# anybody got tips for lining up your transfer on heat press efficiently???



## kohas (Dec 8, 2007)

hi all just wondering anyone have any tips or tricks where by i can line my transfer on the heat press quickly and most straight? (sometimes my mine come out wonky.... :S)

sometimes its deemed tricky as the heat press (clamp) is very hot and im purely guessing if the transfer is straight on the tshirt?

also how to position the shirt on the heat press base?


i have 380x380 press,


any trips or tricks would be wonderful!
thanks guys


----------



## deChez (Nov 10, 2007)

I'm sure many folks will tell you to use the Tee Square It. I haven't tried it yet but, from what I've seen, it looks like a very helpful tool. This would probably be the solution of choice.

In the meantime, place your transfers on the shirt before you put it on the press, and keep it in place with a couple of pieces of Johnson & Johnson paper tape (you'll find it on the first aid isle). A 3" x 24" quilters ruler works better for me than a regular ruler or yardstick. Also, if you're doing left chest placement, use an Embroiderers Buddy to make that placement to much quicker. 

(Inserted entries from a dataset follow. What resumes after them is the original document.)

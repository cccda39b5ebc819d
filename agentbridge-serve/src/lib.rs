//! OpenAI-compatible HTTP facade, management facade, and agent WebSocket transport
//! (spec C1, C7, C8, C9) wired on top of `agentbridge-core`/`agentbridge-protocol`.
//!
//! **Public API**: [`run_gateway`], [`run_gateway_on_listener`].

mod app;
mod error_response;
mod management_handlers;
mod openai_handlers;
mod rate_limit;
mod ws;

use std::sync::Arc;

use agentbridge_config::Config;
use agentbridge_core::{AgentRegistry, GatewayError, NameMapper, Store};
use tokio::net::TcpListener;
use tracing::info;

pub use app::{router, AppState};

/// Binds `config.host:config.port`, then delegates to [`run_gateway_on_listener`].
pub async fn run_gateway(config: Config) -> Result<(), Box<dyn std::error::Error + Send + Sync>> {
    let addr = format!("{}:{}", config.host, config.port);
    let listener = TcpListener::bind(&addr).await?;
    info!(addr = %addr, "agentbridge gateway listening");
    run_gateway_on_listener(listener, config).await
}

/// Runs the gateway on an already-bound listener (used directly by tests that bind
/// `127.0.0.1:0` to get an ephemeral port before starting the server).
pub async fn run_gateway_on_listener(
    listener: TcpListener,
    config: Config,
) -> Result<(), Box<dyn std::error::Error + Send + Sync>> {
    let store = Arc::new(Store::new(&config.database_path)?);
    let registry = Arc::new(AgentRegistry::new());
    let mapper = Arc::new(NameMapper::new(store.clone()).await?);
    let state = Arc::new(AppState::new(config, registry, mapper, store));

    let app = router(state.clone());

    axum::serve(listener, app)
        .with_graceful_shutdown(shutdown_signal(state))
        .await?;
    Ok(())
}

/// Waits for SIGINT or (on unix) SIGTERM, then drains in-flight work (spec C9):
/// fails every still-open broker with `server_shutdown` and closes every agent
/// connection with a normal close code before letting axum finish shutting down.
async fn shutdown_signal(state: Arc<AppState>) {
    let ctrl_c = async {
        let _ = tokio::signal::ctrl_c().await;
    };

    #[cfg(unix)]
    let terminate = async {
        match tokio::signal::unix::signal(tokio::signal::unix::SignalKind::terminate()) {
            Ok(mut sig) => {
                sig.recv().await;
            }
            Err(e) => {
                tracing::error!(error = %e, "failed to install SIGTERM handler");
                std::future::pending::<()>().await;
            }
        }
    };
    #[cfg(not(unix))]
    let terminate = std::future::pending::<()>();

    tokio::select! {
        _ = ctrl_c => {}
        _ = terminate => {}
    }

    info!("shutdown signal received, draining in-flight requests");
    for entry in state.brokers.iter() {
        entry.value().fail(GatewayError::ServerShutdown);
    }
    state.brokers.clear();
    for agent in state.registry.list() {
        if let Some(handle) = state.registry.handle(&agent.id) {
            let _ = handle.close();
        }
    }
}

Fold one end of the tape under a little bit to leave yourself a tab for easier removal of the tape. I use this all the time, and it does not leave a sticky mark on the shirt.

I sometimes mark the middle of the transfer on the back to help me line it up. If you need to mark the shirt, use a disappearing ink pen (available at the fabric store). Those marks will come off with plain water or, will disappear after a couple of days.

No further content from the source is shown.